* _Required work_
From the records below, set down exactly the lines starting with the line that contains "- verified but" and going on through the line that contains "once nothing remains.". Nothing else is wanted.

* _Input data_
//! Registration and self-service account operations.

use std::sync::Arc;

use chrono::NaiveDate;
use tracing::{info, warn};

use tokengate_auth::{PasswordHasher, PasswordValidator, SessionManager};
use tokengate_core::error::AppError;
use tokengate_core::result::AppResult;
use tokengate_database::UserRepository;
use tokengate_entity::user::{CreateUser, UpdateProfile, User};

/// Data for creating an account.
#[derive(Debug, Clone)]
pub struct Registration {
    /// Desired username.
    pub username: String,
    /// Email address.
    pub email: String,
    /// Plaintext password.
    pub password: String,
    /// Given name.
    pub first_name: Option<String>,
    /// Family name.
    pub last_name: Option<String>,
    /// Contact phone number.
    pub phone_number: Option<String>,
    /// Date of birth.
    pub birth_date: Option<NaiveDate>,
}

/// Handles registration and the authenticated user's own account.
#[derive(Debug, Clone)]
pub struct UserService {
    /// User repository.
    user_repo: Arc<dyn UserRepository>,
    /// Password hasher.
    hasher: Arc<PasswordHasher>,
    /// Password validator.
    validator: Arc<PasswordValidator>,
    /// Revokes sessions when the account is deactivated.
    sessions: Arc<SessionManager>,
}

impl UserService {
    /// Creates a new user service.
    pub fn new(
        user_repo: Arc<dyn UserRepository>,
        hasher: Arc<PasswordHasher>,
        validator: Arc<PasswordValidator>,
        sessions: Arc<SessionManager>,
    ) -> Self {
        Self {
            user_repo,
            hasher,
            validator,
            sessions,
        }
    }

    /// Creates an account.
    ///
    /// A taken username or email is a `Conflict` naming which one is taken.
    pub async fn register(&self, registration: Registration) -> AppResult<User> {
        let username_taken = self
            .user_repo
            .find_by_username(&registration.username)
            .await?
            .is_some();
        let email_taken = self
            .user_repo
            .find_by_email(&registration.email)
            .await?
            .is_some();

        match (username_taken, email_taken) {
            (true, true) => return Err(AppError::conflict("username and email already used")),
            (true, false) => return Err(AppError::conflict("username already used")),
            (false, true) => return Err(AppError::conflict("email already used")),
            (false, false) => {}
        }

        self.validator.validate(
            &registration.password,
            &[&registration.username, &registration.email],
        )?;
        let password_hash = self.hasher.hash(&registration.password).await?;

        let user = self
            .user_repo
            .create(&CreateUser {
                username: registration.username,
                email: registration.email,
                password_hash,
                first_name: registration.first_name,
                last_name: registration.last_name,
                phone_number: registration.phone_number,
                birth_date: registration.birth_date,
            })
            .await?;

        info!(user_id = %user.id, username = %user.username, "User registered");
        Ok(user)
    }

    /// Updates the profile fields that are `Some` in `changes`.
    pub async fn update_profile(&self, user: &User, changes: UpdateProfile) -> AppResult<User> {
        let updated = self
            .user_repo
            .update_profile(&UpdateProfile {
                id: user.id,
                ..changes
            })
            .await?;

        info!(user_id = %user.id, "Profile updated");
        Ok(updated)
    }

    /// Disables the account and revokes every session.
    ///
    /// Returns `false` if the account was already disabled.
    pub async fn deactivate_account(&self, user: &User) -> AppResult<bool> {
        let current = self
            .user_repo
            .find_by_id(user.id)
            .await?
            .ok_or_else(|| AppError::bad_request("User not found"))?;
        if !current.is_active {
            info!(user_id = %user.id, "Account already deactivated");
            return Ok(false);
        }

        self.user_repo.set_active(user.id, false).await?;

        // A disabled account already fails every token check.
        if let Err(e) = self.sessions.logout_all(&current).await {
            warn!(user_id = %user.id, error = %e, "Failed to revoke sessions of deactivated account");
        }

        info!(user_id = %user.id, "Account deactivated");
        Ok(true)
    }
}
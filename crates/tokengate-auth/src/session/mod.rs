//! Session lifecycle: login, refresh, logout, password change.

pub mod manager;

pub use manager::{SessionManager, TokenPair};
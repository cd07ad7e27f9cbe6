//! HS256 token minting and verification.

use std::time::Duration;

use chrono::{DateTime, Utc};
use jsonwebtoken::errors::ErrorKind as JwtErrorKind;
use jsonwebtoken::{Algorithm, DecodingKey, EncodingKey, Header, Validation, decode, encode};
use sha2::{Digest, Sha256};
use uuid::Uuid;

use tokengate_core::config::AuthConfig;
use tokengate_core::error::{AppError, ErrorKind};
use tokengate_core::result::AppResult;

use super::claims::{Claims, RawClaims, TokenType};

/// A freshly minted token and the claims it carries.
#[derive(Debug, Clone)]
pub struct MintedToken {
    /// The compact signed token.
    pub token: String,
    /// Its payload.
    pub claims: Claims,
}

/// Signs and verifies tokens with a shared HMAC secret.
#[derive(Clone)]
pub struct JwtCodec {
    /// HMAC key for signing.
    encoding_key: EncodingKey,
    /// HMAC key for verification.
    decoding_key: DecodingKey,
    /// Validation rules (algorithm, expiry, no leeway).
    validation: Validation,
}

impl std::fmt::Debug for JwtCodec {
    fn fmt(&self, f: &mut std::fmt::Formatter<'_>) -> std::fmt::Result {
        f.debug_struct("JwtCodec")
            .field("validation", &self.validation)
            .finish()
    }
}

impl JwtCodec {
    /// Creates a codec for the given secret.
    pub fn new(secret: &str) -> Self {
        let mut validation = Validation::new(Algorithm::HS256);
        validation.validate_exp = true;
        validation.leeway = 0;
        validation.set_required_spec_claims(&["exp"]);

        Self {
            encoding_key: EncodingKey::from_secret(secret.as_bytes()),
            decoding_key: DecodingKey::from_secret(secret.as_bytes()),
            validation,
        }
    }

    /// Creates a codec from auth configuration.
    pub fn from_config(config: &AuthConfig) -> Self {
        Self::new(&config.jwt_secret)
    }

    /// Signs `claims`. The same claims always produce the same token.
    pub fn encode(&self, claims: &Claims) -> AppResult<String> {
        encode(&Header::new(Algorithm::HS256), claims, &self.encoding_key)
            .map_err(|e| AppError::with_source(ErrorKind::Internal, "Failed to sign token", e))
    }

    /// Mints a token for `subject` issued at `issued_at` and valid for `ttl`.
    pub fn mint(
        &self,
        subject: &str,
        issued_at: DateTime<Utc>,
        ttl: Duration,
        typ: TokenType,
    ) -> AppResult<MintedToken> {
        let iat = issued_at.timestamp();
        let claims = Claims {
            sub: subject.to_string(),
            iat,
            exp: iat.saturating_add(ttl.as_secs() as i64),
            jti: Uuid::new_v4(),
            typ,
        };
        let token = self.encode(&claims)?;
        Ok(MintedToken { token, claims })
    }

    /// Verifies signature and expiry and returns the claims.
    ///
    /// - bad signature or structure: [`ErrorKind::TokenInvalid`]
    /// - expiry passed: [`ErrorKind::TokenExpired`]
    /// - verified but missing `sub`/`iat`: [`ErrorKind::TokenMalformed`]
    pub fn decode(&self, token: &str) -> AppResult<Claims> {
        let data = decode::<RawClaims>(token, &self.decoding_key, &self.validation).map_err(
            |e| match e.kind() {
                JwtErrorKind::ExpiredSignature => AppError::token_expired("Token has expired"),
                JwtErrorKind::MissingRequiredClaim(claim) => {
                    AppError::token_malformed(format!("Token is missing the {claim} claim"))
                }
                JwtErrorKind::Json(_) => AppError::token_malformed("Token claims are malformed"),
                JwtErrorKind::InvalidSignature => {
                    AppError::token_invalid("Invalid token signature")
                }
                _ => AppError::token_invalid("Invalid token"),
            },
        )?;

        Claims::try_from(data.claims)
    }

    /// Seconds until the token expires, with sub-second precision.
    ///
    /// Fails with [`ErrorKind::TokenExpired`] once nothing remains.
    pub fn remaining_seconds(&self, token: &str) -> AppResult<f64> {
        let claims = self.decode(token)?;
        remaining_seconds_of(&claims)
    }
}

/// Remaining lifetime of already verified claims.
pub(crate) fn remaining_seconds_of(claims: &Claims) -> AppResult<f64> {
    let remaining = claims.remaining_seconds_at(Utc::now());
    if remaining <= 0.0 {
        return Err(AppError::token_expired("Token has expired"));
    }
    Ok(remaining)
}

/// Short, non-reversible identifier of a token for log lines.
pub fn fingerprint(token: &str) -> String {
    Sha256::digest(token.as_bytes())
        .iter()
        .take(6)
        .map(|b| format!("{b:02x}"))
        .collect()
}
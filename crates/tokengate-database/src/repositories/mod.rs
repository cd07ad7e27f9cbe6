//! Repository traits and their PostgreSQL implementations.

pub mod refresh_token;
pub mod user;

pub use refresh_token::{PgRefreshTokenRepository, RefreshTokenRepository};
pub use user::{PgUserRepository, UserRepository};
//! Request/response logging middleware.

use std::time::Instant;

use axum::extract::Request;
use axum::middleware::Next;
use axum::response::Response;
use tracing::info;

/// Logs request method, path, status, and duration.
pub async fn request_logging(request: Request, next: Next) -> Response {
    let method = request.method().clone();
    let uri = request.uri().clone();
    let start = Instant::now();

    let response = next.run(request).await;

    let duration = start.elapsed();
    let status = response.status();

    info!(
        method = %method,
        path = %uri.path(),
        status = %status.as_u16(),
        duration_ms = %duration.as_millis(),
        "HTTP request"
    );

    response
}
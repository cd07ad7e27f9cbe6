//! Integration tests for the per-user cap on active refresh tokens.

mod helpers;

use axum::http::StatusCode;
use serde_json::json;
use uuid::Uuid;

const PASSWORD: &str = "correct-horse-battery";

#[tokio::test]
async fn test_fourth_login_retires_the_oldest_refresh_token() {
    let app = helpers::TestApp::new().await;
    let user_id: Uuid = app.create_test_user("alice", PASSWORD).await.parse().unwrap();

    let mut refresh_tokens = Vec::new();
    for _ in 0..4 {
        let response = app.login_response("alice", PASSWORD).await;
        assert_eq!(response.status, StatusCode::OK);
        refresh_tokens.push(
            response.body["data"]["refresh_token"]
                .as_str()
                .unwrap()
                .to_string(),
        );
    }

    let rows = app.refresh_rows.all_for_user(user_id).await;
    assert_eq!(rows.len(), 4);
    let active: Vec<_> = rows.iter().filter(|r| r.is_active).collect();
    assert_eq!(active.len(), 3);
    assert!(active.iter().all(|r| r.token != refresh_tokens[0]));

    let response = app
        .request(
            "POST",
            "/api/auth/refresh-token",
            Some(json!({ "refresh_token": refresh_tokens[0] })),
            None,
        )
        .await;
    assert_eq!(response.status, StatusCode::UNAUTHORIZED);
    assert_eq!(response.body["status"], "TOKEN_EXPIRED");

    let response = app
        .request(
            "POST",
            "/api/auth/refresh-token",
            Some(json!({ "refresh_token": refresh_tokens[3] })),
            None,
        )
        .await;
    assert_eq!(response.status, StatusCode::OK);
}

#[tokio::test]
async fn test_cap_follows_configuration() {
    let app = helpers::TestApp::with_config(|c| c.auth.max_active_refresh_tokens = 1).await;
    let user_id: Uuid = app.create_test_user("bob", PASSWORD).await.parse().unwrap();

    app.login("bob", PASSWORD).await;
    app.login("bob", PASSWORD).await;

    let rows = app.refresh_rows.all_for_user(user_id).await;
    assert_eq!(rows.iter().filter(|r| r.is_active).count(), 1);
}

#[tokio::test]
async fn test_logout_all_deactivates_refresh_tokens() {
    let app = helpers::TestApp::new().await;
    let user_id: Uuid = app.create_test_user("carol", PASSWORD).await.parse().unwrap();
    let token = app.login("carol", PASSWORD).await;
    app.login("carol", PASSWORD).await;

    let response = app
        .request("POST", "/api/auth/logout-all", None, Some(&token))
        .await;
    assert_eq!(response.status, StatusCode::OK);

    let rows = app.refresh_rows.all_for_user(user_id).await;
    assert!(rows.iter().all(|r| !r.is_active));
}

* _Answer below_
    /// - verified but missing `sub`/`iat`: [`ErrorKind::TokenMalformed`]
    pub fn decode(&self, token: &str) -> AppResult<Claims> {
        let data = decode::<RawClaims>(token, &self.decoding_key, &self.validation).map_err(
            |e| match e.kind() {
                JwtErrorKind::ExpiredSignature => AppError::token_expired("Token has expired"),
                JwtErrorKind::MissingRequiredClaim(claim) => {
                    AppError::token_malformed(format!("Token is missing the {claim} claim"))
                }
                JwtErrorKind::Json(_) => AppError::token_malformed("Token claims are malformed"),
                JwtErrorKind::InvalidSignature => {
                    AppError::token_invalid("Invalid token signature")
                }
                _ => AppError::token_invalid("Invalid token"),
            },
        )?;

        Claims::try_from(data.claims)
    }

    /// Seconds until the token expires, with sub-second precision.
    ///
    /// Fails with [`ErrorKind::TokenExpired`] once nothing remains.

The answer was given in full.